If you have duplicate content issues or redirect chains, you’ll need to fix these issues. You'll also want to compare your backlink profile to the competition to better understand if there are opportunities that you can leverage to improve rankings.

You may also find opportunities to improve the user experience, such as compressing images or serving static files via a CDN to improve site speed.

It's important to also check through Google Search Console and review your:

  • Robots.txt
  • URL structure
  • Structured data
  • Sitemaps
  • Etc.

5. Social Media

Social media is up next, and it’s time to look through all of your social pages and profiles to find areas to improve upon. You want to make sure that there’s consistency across:

  • Profile pictures
  • Cover photos
  • Profile bios

Check all of the links to your website to ensure that they’re working properly. Next, you’ll want to review your follower count and see if your followers are going up or down.

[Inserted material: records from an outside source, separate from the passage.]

//! Four-pool phosphorus cycle: particulate organic phosphorus, soluble
//! reactive phosphorus, and the internal phosphorus of macroalgae and
//! seagrass.

use crate::growth::GrowthState;
use crate::kinetics::{
    P_SRP, biomass_saturation, fraction, long_day_factor, macroalgal_loss_rate, quota_fill,
    quota_headroom, saturating, scaled_peak_temperature, seagrass_loss_rate, sediment_flux,
};
use crate::nitrogen::HORIZON;
use crate::season::SeasonalBundle;
use crate::solver::{Solver, nearest_sample, unit_times};
use anyhow::{Context, Result};

/// Rate constants of the phosphorus cycle.
#[derive(Debug, Clone)]
pub struct PhosphorusParams {
    // Mineralization.
    pub k_ap: f64,
    pub k_op: f64,
    pub k_po: f64,
    /// Temperature multiplier of the mineralization rate.
    pub f_t: f64,

    // Turnover.
    pub alpha_p_ma: f64,
    pub alpha_p_r: f64,
    pub omega_m: f64,
    pub tox: f64,
    pub k_tox: f64,
    pub sr: f64,
    pub ma_ratio: f64,
    pub depth: f64,

    // Uptake.
    pub vp_ma_max: f64,
    pub vp_r_max: f64,
    pub kp_ma: f64,
    pub kp_r: f64,
    pub qp_ma_min: f64,
    pub qp_ma_max: f64,
    pub qp_r_min: f64,
    pub qp_r_max: f64,
    pub f_v: f64,

    // Macroalgal growth.
    pub mu_max: f64,
    pub k_oo: f64,
    pub ulv_ext: f64,
    pub k_i: f64,
    /// Light intensity.
    pub light: f64,
    pub k_1: f64,
    pub k_4: f64,
    pub t_min: f64,
    pub t_opt_ma: f64,
    pub t_max: f64,
    pub qn_min: f64,
    pub qn_max: f64,
    /// Macroalgal nitrogen quota per unit seagrass reserve.
    pub ma_n_ratio: f64,

    // Seagrass reproduction allocation.
    pub rho_max: f64,
    pub day_a: f64,
    pub day_b: f64,
    pub f_o: f64,
    pub day_length: f64,
    pub t_opt_r: f64,
    pub t_width: f64,
    pub t_exp: i32,
    pub r_max: f64,
    pub sl: f64,
    pub n_min: f64,
    pub n_cri: f64,
}

impl Default for PhosphorusParams {
    fn default() -> Self {
        Self {
            k_ap: 0.043,
            k_op: 4.45,
            k_po: 1.0,
            f_t: 26.0,
            alpha_p_ma: 0.23,
            alpha_p_r: 0.11,
            omega_m: 0.04,
            tox: 0.11,
            k_tox: 3.0,
            sr: 0.08,
            ma_ratio: 0.8,
            depth: 2.0,
            vp_ma_max: 0.2,
            vp_r_max: 0.1,
            kp_ma: 0.0061,
            kp_r: 0.0115,
            qp_ma_min: 1.1,
            qp_ma_max: 3.9,
            qp_r_min: 0.7,
            qp_r_max: 1.2,
            f_v: 0.001,
            mu_max: 0.37,
            k_oo: 0.4,
            ulv_ext: 0.001,
            k_i: 242.0,
            light: 10.0,
            k_1: 0.3,
            k_4: 0.01,
            t_min: 8.0,
            t_opt_ma: 24.0,
            t_max: 26.0,
            qn_min: 10.0,
            qn_max: 40.0,
            ma_n_ratio: 0.8,
            rho_max: 0.23,
            day_a: 20.0,
            day_b: 2.0,
            f_o: 14.0,
            day_length: 2.0,
            t_opt_r: 26.0,
            t_width: 5.0,
            t_exp: 2,
            r_max: 250.0,
            sl: 5.0,
            n_min: 10.0,
            n_cri: 15.0,
        }
    }
}

/// Output of the phosphorus cycle model.
#[derive(Debug, Clone, Copy, PartialEq)]
pub struct PhosphorusState {
    pub pop: f64,
    pub srp: f64,
    pub p_ma_int: f64,
    pub p_r_int: f64,
}

/// Phosphorus cycle driven by seagrass biomass and nitrogen reserve.
#[derive(Debug, Clone)]
pub struct PhosphorusCycleModel {
    params: PhosphorusParams,
    temperature: f64,
    dissolved_oxygen: f64,
    orp_s: f64,
    solver: Solver,
}

impl PhosphorusCycleModel {
    pub fn new(params: PhosphorusParams, bundle: &SeasonalBundle, solver: Solver) -> Self {
        Self {
            params,
            temperature: bundle.temperature,
            dissolved_oxygen: bundle.dissolved_oxygen,
            orp_s: bundle.orp_s,
            solver,
        }
    }

    /// Advance the phosphorus pools under the given seagrass state and return
    /// the sample closest to `target` on the fixed `0..HORIZON` grid.
    pub fn advance(
        &self,
        init: PhosphorusState,
        growth: &GrowthState,
        target: usize,
    ) -> Result<PhosphorusState> {
        let t_eval = unit_times(HORIZON);
        let y0 = [init.pop, init.srp, init.p_ma_int, init.p_r_int];
        let sol = self
            .solver
            .solve(|_, y| self.derivatives(growth, y), y0, &t_eval)
            .context("phosphorus cycle model failed to converge")?;

        let [pop, srp, p_ma_int, p_r_int] = sol[nearest_sample(&t_eval, target as f64)];
        Ok(PhosphorusState {
            pop,
            srp,
            p_ma_int,
            p_r_int,
        })
    }

    /// Aerobic/anaerobic mineralization rate of particulate phosphorus.
    fn mineralization_rate(&self) -> f64 {
        let par = &self.params;
        let dox = self.dissolved_oxygen;
        (par.k_ap * par.k_op + par.k_po * dox) / (par.k_op + dox) * par.f_t
    }

    /// Macroalgal specific growth rate.
    fn macroalgal_growth_rate(&self, b: f64, nrint: f64, p_ma_int: f64) -> f64 {
        let par = &self.params;
        let temp = self.temperature;
        let h = par.depth;

        let k_ext = par.k_oo + par.ulv_ext * b / h;
        let f_light = (1.0 / (k_ext * h))
            * ((par.k_i + par.light) / (par.k_i + par.light * (-k_ext * h).exp())).ln();

        let f_temp = self.macroalgal_temperature_factor();
        let f_n = quota_fill(par.ma_n_ratio * nrint, par.qn_min, par.qn_max);
        let f_p = quota_headroom(p_ma_int, par.qp_ma_min, par.qp_ma_max);

        par.mu_max * fraction(f_light) * fraction(f_temp) * f_n * f_p
    }

    /// Product of two logistic limbs, both measured from `t_min`. The second
    /// limb spans the full `t_min..t_max` range.
    fn macroalgal_temperature_factor(&self) -> f64 {
        let par = &self.params;
        let limb = |k: f64, span: f64| {
            let gamma = ((0.98 * (1.0 - k)) / (0.02 * k)).ln() / span;
            let e = (gamma * (self.temperature - par.t_min)).exp();
            k * e / (1.0 + k * (e - 1.0))
        };
        limb(par.k_1, par.t_opt_ma - par.t_min) * limb(par.k_4, par.t_max - par.t_min)
    }

    /// Seagrass reproduction allocation rate.
    fn reproduction_rate(&self, r: f64, nrint: f64, p_r_int: f64) -> f64 {
        let par = &self.params;
        let g_d = long_day_factor(par.day_length, par.day_a, par.day_b, par.f_o);
        let f_temp = scaled_peak_temperature(self.temperature, par.t_opt_r, par.t_width, par.t_exp);
        let f_r = biomass_saturation(r, par.r_max, par.sl);
        let f_n = quota_fill(nrint, par.n_min, par.n_cri);
        let f_p = quota_headroom(p_r_int, par.qp_r_min, par.qp_r_max);
        par.rho_max * g_d * f_temp * f_r * f_n * f_p
    }

    fn derivatives(&self, growth: &GrowthState, y: &[f64; 4]) -> [f64; 4] {
        let par = &self.params;
        let [pop, srp, p_ma_int, p_r_int] = *y;
        let temp = self.temperature;
        let h = par.depth;
        let r = growth.r;
        let b = par.ma_ratio * r;

        let omega_ma = macroalgal_loss_rate(par.omega_m, par.tox, par.k_tox, temp);
        let omega_r = seagrass_loss_rate(par.sr, temp);
        let mineral = self.mineralization_rate() * pop;

        let d_pop = -mineral + par.alpha_p_ma * b * omega_ma + par.alpha_p_r * r * omega_r;

        let uptake_ma_rate = par.vp_ma_max
            * saturating(srp, par.kp_ma)
            * quota_headroom(p_ma_int, par.qp_ma_min, par.qp_ma_max);
        let uptake_r_rate = par.vp_r_max
            * saturating(srp, par.kp_r)
            * quota_headroom(p_r_int, par.qp_r_min, par.qp_r_max);

        let d_srp = mineral + sediment_flux(self.orp_s, P_SRP)
            - b / h * uptake_ma_rate * par.f_v
            - r / h * uptake_r_rate * par.f_v;

        let mu_ma = self.macroalgal_growth_rate(b, growth.nrint, p_ma_int);
        let d_p_ma_int = uptake_ma_rate - mu_ma * p_ma_int;

        let rho = self.reproduction_rate(r, growth.nrint, p_r_int);
        let d_p_r_int = uptake_r_rate - rho * p_r_int;

        [d_pop, d_srp, d_p_ma_int, d_p_r_int]
    }
}

#[cfg(test)]
mod tests {
    use super::*;
    use approx::assert_abs_diff_eq;

    fn model(weeks: usize) -> PhosphorusCycleModel {
        PhosphorusCycleModel::new(
            PhosphorusParams::default(),
            &SeasonalBundle::lookup(weeks),
            Solver::default(),
        )
    }

    fn init() -> PhosphorusState {
        PhosphorusState {
            pop: 0.23,
            srp: 0.12,
            p_ma_int: 0.02,
            p_r_int: 0.02,
        }
    }

    const GROWTH: GrowthState = GrowthState { r: 110.0, nrint: 2.4 };

    #[test]
    fn zero_target_returns_initial_condition() {
        let out = model(0).advance(init(), &GROWTH, 0).unwrap();
        assert_eq!(out, init());
    }

    #[test]
    fn identical_calls_are_bit_identical() {
        let mdl = model(0);
        let a = mdl.advance(init(), &GROWTH, 4).unwrap();
        let b = mdl.advance(init(), &GROWTH, 4).unwrap();
        assert_eq!(a.pop.to_bits(), b.pop.to_bits());
        assert_eq!(a.srp.to_bits(), b.srp.to_bits());
        assert_eq!(a.p_ma_int.to_bits(), b.p_ma_int.to_bits());
        assert_eq!(a.p_r_int.to_bits(), b.p_r_int.to_bits());
    }

    #[test]
    fn internal_quotas_stay_below_maximum() {
        let mdl = model(0);
        let par = PhosphorusParams::default();
        let out = mdl.advance(init(), &GROWTH, HORIZON - 1).unwrap();
        assert!(out.p_ma_int > init().p_ma_int);
        assert!(out.p_r_int > init().p_r_int);
        assert!(out.p_ma_int <= par.qp_ma_max + 1e-6);
        assert!(out.p_r_int <= par.qp_r_max + 1e-6);
    }

    #[test]
    fn particulate_pool_reaches_turnover_balance() {
        // POP relaxes quickly to turnover / mineralization rate.
        let mdl = model(0);
        let par = PhosphorusParams::default();
        let temp = 16.5;
        let b = par.ma_ratio * GROWTH.r;
        let input = par.alpha_p_ma * b * macroalgal_loss_rate(par.omega_m, par.tox, par.k_tox, temp)
            + par.alpha_p_r * GROWTH.r * seagrass_loss_rate(par.sr, temp);
        let out = mdl.advance(init(), &GROWTH, 10).unwrap();
        assert_abs_diff_eq!(out.pop, input / mdl.mineralization_rate(), epsilon = 1e-5);
    }

    #[test]
    fn macroalgal_growth_needs_nitrogen_quota() {
        let mdl = model(0);
        assert_eq!(mdl.macroalgal_growth_rate(88.0, 2.4, 2.0), 0.0);
        assert!(mdl.macroalgal_growth_rate(88.0, 30.0, 2.0) > 0.0);
    }

    #[test]
    fn macroalgal_growth_slows_as_phosphorus_quota_fills() {
        let mdl = model(0);
        let par = PhosphorusParams::default();
        let low = mdl.macroalgal_growth_rate(88.0, 30.0, 1.5);
        let high = mdl.macroalgal_growth_rate(88.0, 30.0, 3.0);
        assert!(low > high && high > 0.0);
        assert_abs_diff_eq!(low / high, (3.9 - 1.5) / (3.9 - 3.0), epsilon = 1e-12);
        assert_eq!(mdl.macroalgal_growth_rate(88.0, 30.0, par.qp_ma_max), 0.0);
    }

    #[test]
    fn macroalgal_temperature_factor_at_spring_temperature() {
        // Both limbs are measured from t_min = 8 at 16.5 degrees.
        let k_1: f64 = 0.3;
        let k_4: f64 = 0.01;
        let g_1 = ((0.98 * (1.0 - k_1)) / (0.02 * k_1)).ln() / 16.0;
        let g_2 = ((0.98 * (1.0 - k_4)) / (0.02 * k_4)).ln() / 18.0;
        let e_1 = (g_1 * 8.5).exp();
        let e_2 = (g_2 * 8.5).exp();
        let expected =
            (k_1 * e_1 / (1.0 + k_1 * (e_1 - 1.0))) * (k_4 * e_2 / (1.0 + k_4 * (e_2 - 1.0)));
        assert_abs_diff_eq!(model(0).macroalgal_temperature_factor(), expected, epsilon = 1e-12);
        assert!(expected > 0.2 && expected < 0.5);
    }

    #[test]
    fn reproduction_is_negligible_on_short_days() {
        // Two-hour days sit far below the 14-hour threshold.
        let rate = model(26).reproduction_rate(300.0, 14.0, 0.8);
        assert!(rate >= 0.0 && rate < 1e-100);
    }
}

If you’re losing followers, try to pinpoint why.

Perhaps you posted an off-brand post that caused you to lose followers.

If you find that you’re not posting consistently, why not take the time to create a posting calendar for social media? 

Also, review your posts and start responding to comments. If you fail to engage with customers, you risk losing followers.

6. Content Audit

Content audits are a lot of fun because they provide insight into how your website and its content have been performing. You'll want to look for pages that:

  • Lost traffic
  • Gained traffic
  • Became indexed or deindexed in search engines

You can run a tool like Screaming Frog to help you understand what pages are performing well and why. If you haven’t done a content audit in a long time, consider removing pages that are:

  • No longer relevant
  • Contain outdated information
  • Low value

During your audit, also spend time finding where you can update content to provide more value and restore rankings.

restaurant audit

7. Paid Advertising

Most paid advertising platforms provide you with a wealth of information that will help you understand:

  • KPIs progress
  • Click-through rates
  • Conversion rates
  • Cost per conversion
  • Reach 
  • Cost per click
  • Budget and spend

You'll want to see how all of these metrics performed over time and if there are adjustments that can be made to improve your ROI. It's important to run A/B tests on your landing pages, try to reduce the cost per click and improve your conversion rate.

8. Email Marketing

Finally, are you using email marketing? If not, you need to begin so that you can connect directly to your target audience. Restaurants that are using email marketing will want to analyze:

  • Starting subscriber count
  • Ending subscriber count
  • Email open rate
  • Email click-through rates

Perhaps you’ve neglected your email marketing or find that when you send deals on Tuesday, you receive a 40% open rate. Use the information from your audit and adjust your email marketing to improve open and click-through rates.

If you follow the steps above, you’ll be well on your way to a solid foundation for your digital marketing audit. An audit will help you identify what you’re doing right and wrong and how you can improve your restaurant’s marketing in the short- and long-term.